Deep Q-Networks (DQN) are a class of reinforcement learning algorithms that use deep neural networks to approximate the Q-value function — a measure of how valuable it is to take a particular action from a given state. Classical Q-learning maintains a lookup table mapping every state-action pair to an expected cumulative reward, but this approach becomes computationally intractable in environments with high-dimensional inputs like raw pixel images. DQN sidesteps this limitation by training a convolutional neural network to generalize across similar states, effectively compressing the Q-table into a learned function that scales to complex, real-world-like problems.

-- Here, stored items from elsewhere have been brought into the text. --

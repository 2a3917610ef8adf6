//! Least-squares gradient boosting over regression trees.

use ndarray::{Array1, ArrayView1, ArrayView2};
use serde::{Deserialize, Serialize};
use serde_json::Value;

use super::tree::{Criterion, DecisionTree, TreeBuilder, TreeParams};
use super::{
    GRADIENT_BOOSTING, Model, ModelType, check_prediction_data, check_training_data,
    from_parameters, not_fitted, to_parameters,
};
use crate::error::Result;

#[derive(Debug, Clone, PartialEq, Serialize, Deserialize)]
struct BoostedEnsemble {
    n_features: usize,
    initial: f64,
    trees: Vec<DecisionTree>,
}

impl BoostedEnsemble {
    fn predict(&self, x: ArrayView2<'_, f64>, learning_rate: f64) -> Array1<f64> {
        x.rows()
            .into_iter()
            .map(|row| {
                self.trees
                    .iter()
                    .fold(self.initial, |acc, tree| acc + learning_rate * tree.predict_row(row))
            })
            .collect()
    }
}

/// Starts from the target mean and adds `n_estimators` shrunken trees, each fitted to the
/// residuals of the ensemble so far.
#[derive(Debug, Clone, PartialEq, Serialize, Deserialize)]
pub struct GradientBoosting {
    n_estimators: usize,
    learning_rate: f64,
    max_depth: usize,
    min_samples_split: usize,
    fitted: Option<BoostedEnsemble>,
}

impl Default for GradientBoosting {
    fn default() -> Self {
        Self {
            n_estimators: 100,
            learning_rate: 0.1,
            max_depth: 3,
            min_samples_split: 2,
            fitted: None,
        }
    }
}

impl Model for GradientBoosting {
    fn name(&self) -> &'static str {
        GRADIENT_BOOSTING
    }

    fn model_type(&self) -> ModelType {
        ModelType::Regression
    }

    #[allow(clippy::cast_precision_loss)]
    fn fit(&mut self, x: ArrayView2<'_, f64>, y: ArrayView1<'_, f64>) -> Result<()> {
        check_training_data(x, y)?;
        let params = TreeParams {
            max_depth: self.max_depth,
            min_samples_split: self.min_samples_split,
            max_features: None,
        };
        let rows: Vec<usize> = (0..x.nrows()).collect();

        let initial = y.sum() / y.len() as f64;
        let mut current = Array1::from_elem(y.len(), initial);
        let mut trees = Vec::with_capacity(self.n_estimators);

        for _ in 0..self.n_estimators {
            let residual = &y - &current;
            let tree = TreeBuilder::new(x.view(), residual.view(), params, Criterion::Variance)
                .build(&rows, None);
            for (value, row) in current.iter_mut().zip(x.rows()) {
                *value += self.learning_rate * tree.predict_row(row);
            }
            trees.push(tree);
        }

        self.fitted = Some(BoostedEnsemble {
            n_features: x.ncols(),
            initial,
            trees,
        });
        Ok(())
    }

    fn predict(&self, x: ArrayView2<'_, f64>) -> Result<Array1<f64>> {
        let fitted = self.fitted.as_ref().ok_or_else(|| not_fitted(GRADIENT_BOOSTING))?;
        check_prediction_data(x, fitted.n_features)?;
        Ok(fitted.predict(x, self.learning_rate))
    }

    fn parameters(&self) -> Result<Value> {
        to_parameters(self)
    }

    fn restore(&mut self, parameters: Value) -> Result<()> {
        *self = from_parameters(GRADIENT_BOOSTING, parameters)?;
        Ok(())
    }
}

Two key innovations made DQN training stable enough to work in practice. The first is experience replay, in which the agent stores past transitions in a memory buffer and samples random mini-batches during training, breaking the temporal correlations that would otherwise destabilize gradient updates. The second is a target network — a periodically frozen copy of the main network used to compute training targets, preventing the feedback loop that arises when both the predictions and the targets shift simultaneously. Together, these techniques transformed a theoretically appealing but practically fragile idea into a reliable learning algorithm.
DQN gained widespread attention after DeepMind demonstrated it learning to play dozens of Atari 2600 games directly from pixel inputs, achieving superhuman performance on several titles without any game-specific engineering. This result was striking because a single architecture and set of hyperparameters was applied uniformly across games with very different dynamics, suggesting that DQN had learned genuinely general strategies rather than narrow heuristics.
The impact of DQN extends well beyond Atari. It established a template for deep reinforcement learning research and spawned a family of improvements — including Double DQN, Dueling DQN, Prioritized Experience Replay, and Rainbow — each addressing specific weaknesses in the original formulation. DQN remains a foundational reference point in RL, taught in virtually every modern course on the subject and serving as a baseline against which newer algorithms are routinely benchmarked.